§ **PROBLEM DETAILS**:
Every single entry that follows must be copied exactly.

══ EXTRACTED MATERIAL

use crate::domain::constants::{
    APP_DIR, DEFAULT_ENDPOINT, DEFAULT_FRAME_MS, DEFAULT_LANGUAGE, DEFAULT_MESSAGE_TIMEOUT_MS,
    DEFAULT_MODEL,
};
use serde::{Deserialize, Serialize};
use std::path::PathBuf;

const API_KEY_VARS: [&str; 2] = ["GEMINI_API_KEY", "API_KEY"];

#[derive(Debug, Deserialize, Serialize, Default, Clone)]
pub struct ConfigFile {
    #[serde(default)]
    pub message: MessageConfig,
    #[serde(default)]
    pub wheel: WheelConfig,
}

#[derive(Debug, Deserialize, Serialize, Clone)]
pub struct MessageConfig {
    #[serde(default)]
    pub api_key: Option<String>,
    #[serde(default = "default_model")]
    pub model: String,
    #[serde(default = "default_endpoint")]
    pub endpoint: String,
    #[serde(default = "default_language")]
    pub language: String,
    #[serde(default = "default_timeout_ms")]
    pub timeout_ms: u64,
}

impl Default for MessageConfig {
    fn default() -> Self {
        Self {
            api_key: None,
            model: default_model(),
            endpoint: default_endpoint(),
            language: default_language(),
            timeout_ms: default_timeout_ms(),
        }
    }
}

#[derive(Debug, Deserialize, Serialize, Clone)]
pub struct WheelConfig {
    #[serde(default = "default_frame_ms")]
    pub frame_ms: u64,
}

impl Default for WheelConfig {
    fn default() -> Self {
        Self {
            frame_ms: default_frame_ms(),
        }
    }
}

fn default_model() -> String {
    DEFAULT_MODEL.to_string()
}

fn default_endpoint() -> String {
    DEFAULT_ENDPOINT.to_string()
}

fn default_language() -> String {
    DEFAULT_LANGUAGE.to_string()
}

fn default_timeout_ms() -> u64 {
    DEFAULT_MESSAGE_TIMEOUT_MS
}

fn default_frame_ms() -> u64 {
    DEFAULT_FRAME_MS
}

pub fn config_path() -> anyhow::Result<PathBuf> {
    let home = std::env::var("HOME")?;
    Ok(PathBuf::from(home)
        .join(".config")
        .join(APP_DIR)
        .join("config.toml"))
}

pub fn load_config() -> anyhow::Result<ConfigFile> {
    let path = config_path()?;
    let mut cfg = if path.exists() {
        let raw = std::fs::read_to_string(&path)?;
        parse_config(&raw)?
    } else {
        ConfigFile::default()
    };
    apply_env(&mut cfg, |k| std::env::var(k).ok());
    Ok(cfg)
}

pub fn parse_config(raw: &str) -> anyhow::Result<ConfigFile> {
    Ok(toml::from_str(raw)?)
}

/// Environment wins over the file for the API key; blank values are ignored.
pub fn apply_env(cfg: &mut ConfigFile, lookup: impl Fn(&str) -> Option<String>) {
    if let Some(key) = API_KEY_VARS
        .iter()
        .filter_map(|k| lookup(*k))
        .find(|v| !v.trim().is_empty())
    {
        cfg.message.api_key = Some(key);
    }
    if cfg
        .message
        .api_key
        .as_deref()
        .map(|k| k.trim().is_empty())
        .unwrap_or(false)
    {
        cfg.message.api_key = None;
    }
}

/// Copy safe to print: the API key is reduced to a marker.
pub fn redacted(cfg: &ConfigFile) -> ConfigFile {
    let mut out = cfg.clone();
    if out.message.api_key.is_some() {
        out.message.api_key = Some("<set>".to_string());
    }
    out
}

════

§ **SOLUTION TO THE PROBLEM**:
use crate::domain::constants::{
    APP_DIR, DEFAULT_ENDPOINT, DEFAULT_FRAME_MS, DEFAULT_LANGUAGE, DEFAULT_MESSAGE_TIMEOUT_MS,
    DEFAULT_MODEL,
};
use serde::{Deserialize, Serialize};
use std::path::PathBuf;

const API_KEY_VARS: [&str; 2] = ["GEMINI_API_KEY", "API_KEY"];

#[derive(Debug, Deserialize, Serialize, Default, Clone)]
pub struct ConfigFile {
    #[serde(default)]
    pub message: MessageConfig,
    #[serde(default)]
    pub wheel: WheelConfig,
}

#[derive(Debug, Deserialize, Serialize, Clone)]
pub struct MessageConfig {
    #[serde(default)]
    pub api_key: Option<String>,
    #[serde(default = "default_model")]
    pub model: String,
    #[serde(default = "default_endpoint")]
    pub endpoint: String,
    #[serde(default = "default_language")]
    pub language: String,
    #[serde(default = "default_timeout_ms")]
    pub timeout_ms: u64,
}

impl Default for MessageConfig {
    fn default() -> Self {
        Self {
            api_key: None,
            model: default_model(),
            endpoint: default_endpoint(),
            language: default_language(),
            timeout_ms: default_timeout_ms(),
        }
    }
}

#[derive(Debug, Deserialize, Serialize, Clone)]
pub struct WheelConfig {
    #[serde(default = "default_frame_ms")]
    pub frame_ms: u64,
}

impl Default for WheelConfig {
    fn default() -> Self {
        Self {
            frame_ms: default_frame_ms(),
        }
    }
}

fn default_model() -> String {
    DEFAULT_MODEL.to_string()
}

fn default_endpoint() -> String {
    DEFAULT_ENDPOINT.to_string()
}

fn default_language() -> String {
    DEFAULT_LANGUAGE.to_string()
}

fn default_timeout_ms() -> u64 {
    DEFAULT_MESSAGE_TIMEOUT_MS
}

fn default_frame_ms() -> u64 {
    DEFAULT_FRAME_MS
}

pub fn config_path() -> anyhow::Result<PathBuf> {
    let home = std::env::var("HOME")?;
    Ok(PathBuf::from(home)
        .join(".config")
        .join(APP_DIR)
        .join("config.toml"))
}

pub fn load_config() -> anyhow::Result<ConfigFile> {
    let path = config_path()?;
    let mut cfg = if path.exists() {
        let raw = std::fs::read_to_string(&path)?;
        parse_config(&raw)?
    } else {
        ConfigFile::default()
    };
    apply_env(&mut cfg, |k| std::env::var(k).ok());
    Ok(cfg)
}

pub fn parse_config(raw: &str) -> anyhow::Result<ConfigFile> {
    Ok(toml::from_str(raw)?)
}

/// Environment wins over the file for the API key; blank values are ignored.
pub fn apply_env(cfg: &mut ConfigFile, lookup: impl Fn(&str) -> Option<String>) {
    if let Some(key) = API_KEY_VARS
        .iter()
        .filter_map(|k| lookup(*k))
        .find(|v| !v.trim().is_empty())
    {
        cfg.message.api_key = Some(key);
    }
    if cfg
        .message
        .api_key
        .as_deref()
        .map(|k| k.trim().is_empty())
        .unwrap_or(false)
    {
        cfg.message.api_key = None;
    }
}

/// Copy safe to print: the API key is reduced to a marker.
pub fn redacted(cfg: &ConfigFile) -> ConfigFile {
    let mut out = cfg.clone();
    if out.message.api_key.is_some() {
        out.message.api_key = Some("<set>".to_string());
    }
    out
}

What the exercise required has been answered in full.